The technical solutions under consideration are sophisticated, building on Bitcoin's existing upgrade mechanisms. One prominent proposal, BIP-360, would introduce a new address type designed specifically for quantum resistance. The approach builds on Taproot's architecture but disables the features that expose public keys, replacing them with quantum-safe alternatives. This represents a gradual approach that could be adopted without breaking existing functionality.
However, the core challenge isn't technical but social and economic: should Bitcoin force users to migrate, or make it optional? Proposed solutions span a wide spectrum. Jameson Lopp's QBIP proposal outlines a multi-year deprecation plan with phased changes, including a widely publicized "flag day" about five years after activation for invalidating vulnerable spends. Agustín Cruz's more aggressive "QRAMP" protocol proposes hard deadlines for the upgrade, though this faces pushback over potentially making dormant funds unspendable. Other proposals explore commitment schemes allowing current holders to prove ownership and move assets safely, or deadline-based systems with grace periods.
The debate intensifies when considering what should happen to dormant holdings that can't or won't be moved before quantum computers arrive. Some propose permanently burning the at-risk assets to prevent quantum seizure. Others suggest doing nothing and allowing quantum-equipped actors to claim abandoned coins, treating it as a kind of digital salvage. A third approach would allow vulnerable coins to be claimed but impose transaction limits that slow the drainage process, creating competition among would-be claimants and driving fees to miners rather than letting the value be easily extracted.

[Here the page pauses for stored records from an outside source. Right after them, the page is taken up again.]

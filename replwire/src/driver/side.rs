//! Out-of-band requests serviced while a command is running.
//!
//! A front end cannot write to the interpreter while the session is busy
//! reading a command's output, so it queues a [`SideCommand`] instead. The
//! scan loop drains the queue once per iteration, between reads, which
//! keeps output attribution consistent.

use std::future::Future;

use log::debug;
use tokio::sync::mpsc;

use crate::error::Result;
use crate::platform::ReplProfile;
use crate::transport::Connection;

/// A request to act on the interpreter mid-command.
#[derive(Debug, Clone, PartialEq, Eq)]
pub enum SideCommand {
    /// Send a keyboard interrupt.
    Interrupt,
    /// Send text to the running program's stdin.
    Input(String),
    /// Send end-of-file (Ctrl-D).
    Eof,
}

impl SideCommand {
    /// Bytes this command writes to the interpreter.
    pub fn to_bytes(&self, profile: &ReplProfile) -> Vec<u8> {
        match self {
            SideCommand::Interrupt => vec![profile.interrupt],
            SideCommand::Input(text) => text.as_bytes().to_vec(),
            SideCommand::Eof => vec![profile.end_of_transmission],
        }
    }
}

/// Services queued side commands between scan iterations.
pub trait SideCommands: Send {
    /// Apply every pending side command to `conn`, each exactly once.
    fn service<C: Connection>(
        &mut self,
        conn: &mut C,
        profile: &ReplProfile,
    ) -> impl Future<Output = Result<()>> + Send;
}

/// No side commands; used where nothing can be queued.
#[derive(Debug, Default, Clone, Copy)]
pub struct NoSideCommands;

impl SideCommands for NoSideCommands {
    async fn service<C: Connection>(&mut self, _conn: &mut C, _profile: &ReplProfile) -> Result<()> {
        Ok(())
    }
}

/// Cloneable handle for queueing side commands from another task.
#[derive(Debug, Clone)]
pub struct SideCommandSender {
    sender: mpsc::UnboundedSender<SideCommand>,
}

impl SideCommandSender {
    /// Queue a command. Returns `false` if the session is gone.
    pub fn send(&self, command: SideCommand) -> bool {
        self.sender.send(command).is_ok()
    }

    /// Queue a keyboard interrupt.
    pub fn interrupt(&self) -> bool {
        self.send(SideCommand::Interrupt)
    }
}

/// Queue of side commands owned by a session.
#[derive(Debug)]
pub struct SideCommandQueue {
    sender: mpsc::UnboundedSender<SideCommand>,
    receiver: mpsc::UnboundedReceiver<SideCommand>,
}

impl SideCommandQueue {
    pub fn new() -> Self {
        let (sender, receiver) = mpsc::unbounded_channel();
        Self { sender, receiver }
    }

    /// A handle that feeds this queue.
    pub fn sender(&self) -> SideCommandSender {
        SideCommandSender {
            sender: self.sender.clone(),
        }
    }

    /// Drop everything queued without applying it.
    pub fn discard(&mut self) -> usize {
        std::iter::from_fn(|| self.receiver.try_recv().ok()).count()
    }
}

impl Default for SideCommandQueue {
    fn default() -> Self {
        Self::new()
    }
}

impl SideCommands for SideCommandQueue {
    async fn service<C: Connection>(&mut self, conn: &mut C, profile: &ReplProfile) -> Result<()> {
        while let Ok(command) = self.receiver.try_recv() {
            debug!("servicing side command {:?}", command);
            conn.write(&command.to_bytes(profile)).await?;
        }
        Ok(())
    }
}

Each option faces significant philosophical resistance within the Bitcoin community. The ethos strongly opposes burning holdings that are rightfully owned, even if the owner is presumed dead or absent. The principle of immutable property rights runs deep in Bitcoin culture; many view Satoshi-era holdings as legitimately belonging to their original owners, and any protocol change that makes them unspendable, whether through burning or redistribution, violates the fundamental promise that "your keys, your coins" means permanent ownership. This creates a painful tension: protecting the network from quantum attack may require violating the very property rights that make Bitcoin valuable in the first place.
Ultimately, for truly lost or abandoned assets where private keys are genuinely gone, developers face this difficult choice: either these funds will be stolen by whoever possesses quantum computing capabilities first, or they will become unspendable through protective consensus changes. While Satoshi himself discussed in 2010 the need to adopt a new cryptographically sound system in response to a cryptographic break, this solution only works for those who still control their private keys. No consensus has emerged on timelines or enforcement, but Bitcoin Optech continues tracking these debates as they evolve from early concepts toward potential consensus rules.
Ethereum's Approach
Unlike Bitcoin's philosophical tensions around property rights and coin burning, Ethereum faces primarily technical engineering trade-offs. The community's more flexible upgrade culture allows for iterative solutions, though the practical obstacles remain substantial. The signature schemes currently used by both user accounts and validators would be susceptible to the attacks discussed earlier.
The upgrade strategy centers on a multi-pronged, staged approach rather than a single protocol-wide switch. For user transactions, EIP-7932 proposes supporting multiple signature algorithms to enable post-quantum schemes while maintaining backward compatibility with existing accounts. Account Abstraction is serving as a key on-ramp, allowing smart wallets to implement these quantum-safe signatures without requiring immediate protocol changes. The Ethereum Foundation is actively funding research into post-quantum multi-signature schemes to address the larger signature sizes that come with quantum-resistant algorithms.
However, these new algorithms come with significant practical trade-offs. The most immediate challenge is the dramatic increase in data size. A current Ethereum signature is just 65 bytes. Quantum-resistant alternatives range from around 2,400 bytes to over 29,000 bytes depending on the algorithm and security level chosen. That represents a 37x to 450x increase in signature size.
These size increases directly impact blockchain operation in multiple ways. Transactions become larger, leading to increased storage requirements and blockchain bloat. Higher transaction fees follow naturally from the increased data that must be processed and stored. Slower verification times can also affect block processing and network throughput, presenting a major engineering hurdle for protocol developers who must balance security against usability.
Beyond user accounts, researchers are exploring alternatives for Ethereum's broader architectural foundations. The cryptographic techniques used for data availability, like KZG commitments discussed in Chapter II, also need quantum-resistant replacements. Hash-based and STARK-style constructions are promising candidates because they only face Grover's more manageable speedup rather than Shor's devastating advantage. The Ethereum Foundation is funding this research, and there are proposals for an emergency recovery fork that could quickly freeze exposed accounts if quantum breakthroughs happen suddenly.
Solana’s Approach
Solana faces a more immediate exposure concern: most Solana account addresses directly reveal the public key from the moment they are created, unlike Bitcoin or Ethereum where the public key can remain hidden until a transaction is made. This means every Solana address is already visible to potential future quantum attackers. In December 2025, the Solana Foundation collaborated with Project Eleven on a threat assessment and a testnet prototype using post-quantum digital signatures, treating this as a forward-looking migration exercise rather than an emergency response.
The prototype work focuses on stress-testing how quantum-resistant signatures would affect throughput, compute costs, and fees if adopted broadly. Meanwhile, Solana's ecosystem has experimented with opt-in wallet-level protections using hash-based one-time signatures for users who want extra security now. This approach is useful as a stopgap, but not a full network-wide migration plan.